I am a tenure-track Assistant Professor in the Tacoma School of Engineering & Technology at the University of Washington (UW), and an Endorsed Graduate Faculty member qualified to chair doctoral committees. I advise Ph.D.  students in the Computer Science & Systems program and direct the Multi-Foundation Model Lab (MF-Lab). Our work on large-scale vision-language models, embodied agents, and mobility-centric robotics is conducted in close collaboration with UW TRAC and the Paul G. Allen School of CSE. Off-campus, I consult part-time for the Meta AI AGI team.

Earlier, during my seven-year tenure at Carnegie Mellon University’s Language Technologies Institute (part of the School of Computer Science), I progressed from Research Associate to Post-doctoral Associate and finally Project Scientist / Course Instructor, co-teaching 11-775 Large-Scale Multimedia Analysis. I led R&D for DARPA KAIROS, IARPA DIVA, and NIST PSIAP; our event-analysis system powered The Washington Post investigations that earned the 2022 Pulitzer Prize for Public Service. Previously, I was a joint Ph.D. student at Carnegie Mellon University and City University of Hong Kong, completed internships at Google Brain and Microsoft Research, and received Intel Ph.D. Fellowship and IBM Outstanding Student Scholarships.

News

  • 15 Jun 2025 | Dr. Cheng will join the Meta AI AGI team as a part-time research scientist.
  • 31 Mar 2025 | Incoming Ph.D. student Yifei Dong receives UW GSFEI Top Scholar Award 2025.
  • 28 Mar 2025 | Dr.
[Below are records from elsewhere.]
//! Edge counter shared between an interrupt handler and the main loop.

use core::sync::atomic::{AtomicU32, Ordering};

/// Counts rising edges on the oscillator monitor line.
///
/// `record` runs in interrupt context; everything else runs in the main loop.
pub struct EdgeCounter {
    edges: AtomicU32,
}

impl EdgeCounter {
    pub const fn new() -> Self {
        EdgeCounter {
            edges: AtomicU32::new(0),
        }
    }

    pub fn record(&self) {
        self.edges.fetch_add(1, Ordering::Relaxed);
    }

    pub fn count(&self) -> u32 {
        self.edges.load(Ordering::Relaxed)
    }

    /// Edges seen since `earlier`, correct across wrap.
    pub fn since(&self, earlier: u32) -> u32 {
        self.count().wrapping_sub(earlier)
    }
}

impl Default for EdgeCounter {
    fn default() -> Self {
        Self::new()
    }
}
//! Menu state machine.
//!
//! Every list screen is described by its title and item table; Up/Down step
//! through the table with wrap-around and Select runs the screen's commit
//! action. The length editor is the one screen without a list: Up/Down edit
//! the setting directly.

use crate::display::Frame;
use crate::input::Button;
use crate::settings::{Complexity, Settings};

#[derive(Debug, Copy, Clone, PartialEq, Eq)]
pub enum Screen {
    MainMenu,
    Generating,
    LengthEditor,
    ComplexityEditor,
    About,
}

const MAIN_ITEMS: &[&str] = &["Generate", "Set Length", "Set Complexity", "About"];

const COMPLEXITY_ITEMS: &[&str] = &[
    "Numbers",
    "Lowercase",
    "Uppercase",
    "Letters",
    "Alphanumeric",
    "All symbols",
];

const ABOUT_ITEMS: &[&str] = &["Back", "Generate", "Length", "Complexity", "Host link"];

const ABOUT_HELP: &[[&str; 3]] = &[
    ["", "", ""],
    ["Shake the device", "while it works.", "About 3 seconds."],
    ["Password length", "8 to 64 chars.", "Select = OK"],
    ["Character set", "for the host:", ""],
    ["Serial 9600 8N1", "One line a key:", "LEN,COMPLEX,KEY"],
];

// Row of ABOUT_HELP that shows the current alphabet.
const COMPLEXITY_TOPIC: usize = 3;

impl Screen {
    fn title(self) -> &'static str {
        match self {
            Screen::MainMenu => "GATEKEY",
            Screen::Generating => "Generate",
            Screen::LengthEditor => "Password length",
            Screen::ComplexityEditor => "Complexity",
            Screen::About => "About",
        }
    }

    fn items(self) -> &'static [&'static str] {
        match self {
            Screen::MainMenu => MAIN_ITEMS,
            Screen::ComplexityEditor => COMPLEXITY_ITEMS,
            Screen::About => ABOUT_ITEMS,
            Screen::Generating | Screen::LengthEditor => &[""],
        }
    }

    pub fn item_count(self) -> usize {
        self.items().len()
    }

    // Main menu row that opens this screen.
    fn main_index(self) -> usize {
        match self {
            Screen::MainMenu | Screen::Generating => 0,
            Screen::LengthEditor => 1,
            Screen::ComplexityEditor => 2,
            Screen::About => 3,
        }
    }
}

/// What the caller has to do after a button was handled
#[derive(Debug, Copy, Clone, PartialEq, Eq)]
pub enum Action {
    None,
    Generate,
}

#[derive(Debug, Copy, Clone, PartialEq, Eq)]
pub struct MenuState {
    pub screen: Screen,
    pub selector: usize,
    pub scroll: usize,
    /// About topic whose help text is up
    pub help: Option<usize>,
}

pub struct Menu {
    state: MenuState,
    visible: usize,
}

impl Menu {
    pub fn new(visible_lines: usize) -> Self {
        Menu {
            state: MenuState {
                screen: Screen::MainMenu,
                selector: 0,
                scroll: 0,
                help: None,
            },
            visible: visible_lines.max(1),
        }
    }

    pub fn state(&self) -> &MenuState {
        &self.state
    }

    pub fn handle(&mut self, button: Button, settings: &mut Settings) -> Action {
        if self.state.help.take().is_some() {
            return Action::None;
        }

        match (self.state.screen, button) {
            (Screen::LengthEditor, Button::Up) => settings.increment_len(),
            (Screen::LengthEditor, Button::Down) => settings.decrement_len(),
            (_, Button::Up) => self.step(false),
            (_, Button::Down) => self.step(true),
            (_, Button::Select) => return self.select(settings),
        }
        Action::None
    }

    /// Switch to the generating screen; the caller runs the pipeline and
    /// then calls [`Menu::finish_generation`].
    pub fn begin_generation(&mut self) {
        self.open(Screen::Generating, 0);
    }

    pub fn finish_generation(&mut self) {
        self.back_to_main();
    }

    fn select(&mut self, settings: &mut Settings) -> Action {
        let selector = self.state.selector;
        match self.state.screen {
            Screen::MainMenu => match selector {
                0 => return Action::Generate,
                1 => self.open(Screen::LengthEditor, 0),
                2 => self.open(Screen::ComplexityEditor, settings.complexity.index()),
                _ => self.open(Screen::About, 0),
            },
            Screen::LengthEditor | Screen::Generating => self.back_to_main(),
            Screen::ComplexityEditor => {
                settings.complexity = Complexity::from_index(selector);
                self.back_to_main();
            }
            Screen::About if selector == 0 => self.back_to_main(),
            Screen::About => self.state.help = Some(selector),
        }
        Action::None
    }

    fn step(&mut self, forward: bool) {
        let count = self.state.screen.item_count();
        self.state.selector = if forward {
            (self.state.selector + 1) % count
        } else {
            (self.state.selector + count - 1) % count
        };
        self.scroll_to_selector();
    }

    fn open(&mut self, screen: Screen, selector: usize) {
        self.state.screen = screen;
        self.state.selector = selector % screen.item_count();
        self.state.scroll = 0;
        self.state.help = None;
        self.scroll_to_selector();
    }

    fn back_to_main(&mut self) {
        let from = self.state.screen;
        self.open(Screen::MainMenu, from.main_index());
    }

    fn scroll_to_selector(&mut self) {
        let s = &mut self.state;
        if s.selector < s.scroll {
            s.scroll = s.selector;
        } else if s.selector >= s.scroll + self.visible {
            s.scroll = s.selector + 1 - self.visible;
        }
    }

    pub fn render(&self, settings: &Settings, frame: &mut Frame) {
        let s = &self.state;
        *frame = Frame::new();
        frame.line(0, s.screen.title());

        if let Some(topic) = s.help {
            for (row, text) in ABOUT_HELP[topic].iter().enumerate() {
                frame.line(row + 1, text);
            }
            if topic == COMPLEXITY_TOPIC {
                frame.line(3, settings.complexity.summary());
            }
            return;
        }

        match s.screen {
            Screen::LengthEditor => {
                frame.line_fmt(2, format_args!("     < {:2} >", settings.password_len()));
            }
            Screen::Generating => {}
            screen => {
                let items = screen.items();
                let rows = items.iter().enumerate().skip(s.scroll).take(self.visible);
                for (row, (i, item)) in rows.enumerate() {
                    let marker = if i == s.selector { '>' } else { ' ' };
                    let current = screen == Screen::ComplexityEditor && i == settings.complexity.index();
                    let tail = if current { " *" } else { "" };
                    frame.line_fmt(row + 1, format_args!("{}{}{}", marker, item, tail));
                }
            }
        }
    }
}

/// Progress of a generation, for the status frame
#[derive(Debug, Copy, Clone, PartialEq, Eq)]
pub enum Status {
    Working,
    Done,
    Failed,
}

pub fn render_status(status: Status, frame: &mut Frame) {
    *frame = Frame::new();
    frame.line(0, Screen::Generating.title());
    match status {
        Status::Working => frame.line(1, "Working...").line(2, "Keep shaking"),
        Status::Done => frame.line(1, "Done.").line(2, "Key sent to host"),
        Status::Failed => frame.line(1, "Failed.").line(2, "Nothing sent"),
    };
}

#[cfg(test)]
mod tests {
    use super::*;
    use proptest::prelude::*;

    fn press(menu: &mut Menu, settings: &mut Settings, buttons: &[Button]) -> Action {
        let mut last = Action::None;
        for &b in buttons {
            last = menu.handle(b, settings);
        }
        last
    }

    fn invariant_holds(menu: &Menu) -> bool {
        let s = menu.state();
        s.selector < s.screen.item_count() && s.scroll <= s.selector && s.selector < s.scroll + menu.visible
    }

    #[test]
    fn main_menu_wraps() {
        let mut menu = Menu::new(3);
        let mut settings = Settings::default();
        menu.handle(Button::Up, &mut settings);
        assert_eq!(menu.state().selector, 3);
        assert_eq!(menu.state().scroll, 1);
        menu.handle(Button::Down, &mut settings);
        assert_eq!(menu.state().selector, 0);
        assert_eq!(menu.state().scroll, 0);
    }

    #[test]
    fn select_generate_asks_caller() {
        let mut menu = Menu::new(3);
        let mut settings = Settings::default();
        assert_eq!(menu.handle(Button::Select, &mut settings), Action::Generate);
        menu.begin_generation();
        assert_eq!(menu.state().screen, Screen::Generating);
        menu.finish_generation();
        assert_eq!(menu.state().screen, Screen::MainMenu);
        assert_eq!(menu.state().selector, 0);
    }

    #[test]
    fn length_editor_edits_and_returns() {
        let mut menu = Menu::new(3);
        let mut settings = Settings::default();
        press(&mut menu, &mut settings, &[Button::Down, Button::Select]);
        assert_eq!(menu.state().screen, Screen::LengthEditor);

        press(&mut menu, &mut settings, &[Button::Up; 100]);
        assert_eq!(settings.password_len(), 64);
        press(&mut menu, &mut settings, &[Button::Down; 100]);
        assert_eq!(settings.password_len(), 8);
        press(&mut menu, &mut settings, &[Button::Up, Button::Up, Button::Select]);

        assert_eq!(settings.password_len(), 10);
        assert_eq!(menu.state().screen, Screen::MainMenu);
        assert_eq!(menu.state().selector, 1);
    }

    #[test]
    fn complexity_commits_only_on_select() {
        let mut menu = Menu::new(3);
        let mut settings = Settings::default();
        press(&mut menu, &mut settings, &[Button::Down, Button::Down, Button::Select]);
        assert_eq!(menu.state().screen, Screen::ComplexityEditor);
        assert_eq!(menu.state().selector, Complexity::AllSymbols.index());

        // 5 -> 0 -> 1
        press(&mut menu, &mut settings, &[Button::Down, Button::Down]);
        assert_eq!(settings.complexity, Complexity::AllSymbols);
        menu.handle(Button::Select, &mut settings);
        assert_eq!(settings.complexity, Complexity::Lowercase);
        assert_eq!(menu.state().screen, Screen::MainMenu);
        assert_eq!(menu.state().selector, 2);
    }

    #[test]
    fn complexity_wraps_backwards() {
        let mut menu = Menu::new(3);
        let mut settings = Settings::new(16, Complexity::Numbers);
        press(&mut menu, &mut settings, &[Button::Down, Button::Down, Button::Select, Button::Up, Button::Select]);
        assert_eq!(settings.complexity, Complexity::AllSymbols);
    }

    #[test]
    fn about_help_dismissed_by_any_button() {
        let mut menu = Menu::new(3);
        let mut settings = Settings::default();
        press(&mut menu, &mut settings, &[Button::Up, Button::Select]);
        assert_eq!(menu.state().screen, Screen::About);

        press(&mut menu, &mut settings, &[Button::Down, Button::Select]);
        assert_eq!(menu.state().help, Some(1));
        // dismissing does not also move the selector
        menu.handle(Button::Down, &mut settings);
        assert_eq!(menu.state().help, None);
        assert_eq!(menu.state().selector, 1);

        press(&mut menu, &mut settings, &[Button::Up, Button::Select]);
        assert_eq!(menu.state().screen, Screen::MainMenu);
        assert_eq!(menu.state().selector, 3);
    }

    #[test]
    fn render_marks_selection_and_scrolls() {
        let mut menu = Menu::new(3);
        let mut settings = Settings::default();
        let mut frame = Frame::new();

        menu.render(&settings, &mut frame);
        assert_eq!(frame.row(0), "GATEKEY");
        assert_eq!(frame.row(1), ">Generate");
        assert_eq!(frame.row(3), " Set Complexity");

        menu.handle(Button::Up, &mut settings);
        menu.render(&settings, &mut frame);
        assert_eq!(frame.row(1), " Set Length");
        assert_eq!(frame.row(3), ">About");
    }

    #[test]
    fn render_length_and_current_complexity() {
        let mut menu = Menu::new(3);
        let mut settings = Settings::new(9, Complexity::Numbers);
        let mut frame = Frame::new();

        press(&mut menu, &mut settings, &[Button::Down, Button::Select]);
        menu.render(&settings, &mut frame);
        assert_eq!(frame.row(2), "     <  9 >");

        press(&mut menu, &mut settings, &[Button::Select, Button::Down, Button::Select]);
        menu.render(&settings, &mut frame);
        assert_eq!(frame.row(1), ">Numbers *");
        assert_eq!(frame.row(2), " Lowercase");
    }

    #[test]
    fn complexity_topic_shows_alphabet() {
        let mut menu = Menu::new(3);
        let mut settings = Settings::new(16, Complexity::Numbers);
        let mut frame = Frame::new();
        press(&mut menu, &mut settings, &[Button::Up, Button::Select, Button::Up, Button::Up, Button::Select]);
        assert_eq!(menu.state().help, Some(COMPLEXITY_TOPIC));
        menu.render(&settings, &mut frame);
        assert_eq!(frame.row(3), "0-9");

        settings.complexity = Complexity::AllSymbols;
        menu.render(&settings, &mut frame);
        assert_eq!(frame.row(3), "A-Z a-z 0-9 !@#");
    }

    #[test]
    fn status_frames() {
        let mut frame = Frame::new();
        render_status(Status::Working, &mut frame);
        assert_eq!(frame.row(1), "Working...");
        render_status(Status::Done, &mut frame);
        assert_eq!(frame.row(1), "Done.");
    }

    fn any_button() -> impl Strategy<Value = Button> {
        prop_oneof![Just(Button::Up), Just(Button::Down), Just(Button::Select)]
    }

    proptest! {
        #[test]
        fn selector_always_visible(visible in 1usize..5, buttons in proptest::collection::vec(any_button(), 0..300)) {
            let mut menu = Menu::new(visible);
            let mut settings = Settings::default();
            for b in buttons {
                if menu.handle(b, &mut settings) == Action::Generate {
                    menu.begin_generation();
                    menu.finish_generation();
                }
                prop_assert!(invariant_holds(&menu));
                prop_assert!((8..=64).contains(&settings.password_len()));
            }
        }
    }
}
Cheng serves as Area Chair for NAACL 2025.
  • 10 Feb 2025 | Four papers accepted at CVPR 2025 (2 main‑conference, 2 workshop papers).
  • 05 Feb 2025 | One paper accepted at ICLR 2025.
  • 20 Jan 2025 | Two papers accepted at AAAI 2025, including one Oral presentation.

Research Interests

Multimodal Foundation Models

Vision–language pre-training, instruction tuning, emotion reasoning, efficient adaptation.

Embodied / Robotic Intelligence

Language-conditioned navigation, sim-to-real transfer, multimodal sensing, human-aware planning.

Intelligent Transportation

City-scale traffic-video analytics, driver-state monitoring, route-level risk prediction, mobility simulation.

Professional Experience

Assistant Professor (UW, Dec 2024 – present); Project Scientist (CMU, 2022–24); Research Associate (CMU, 2017–19)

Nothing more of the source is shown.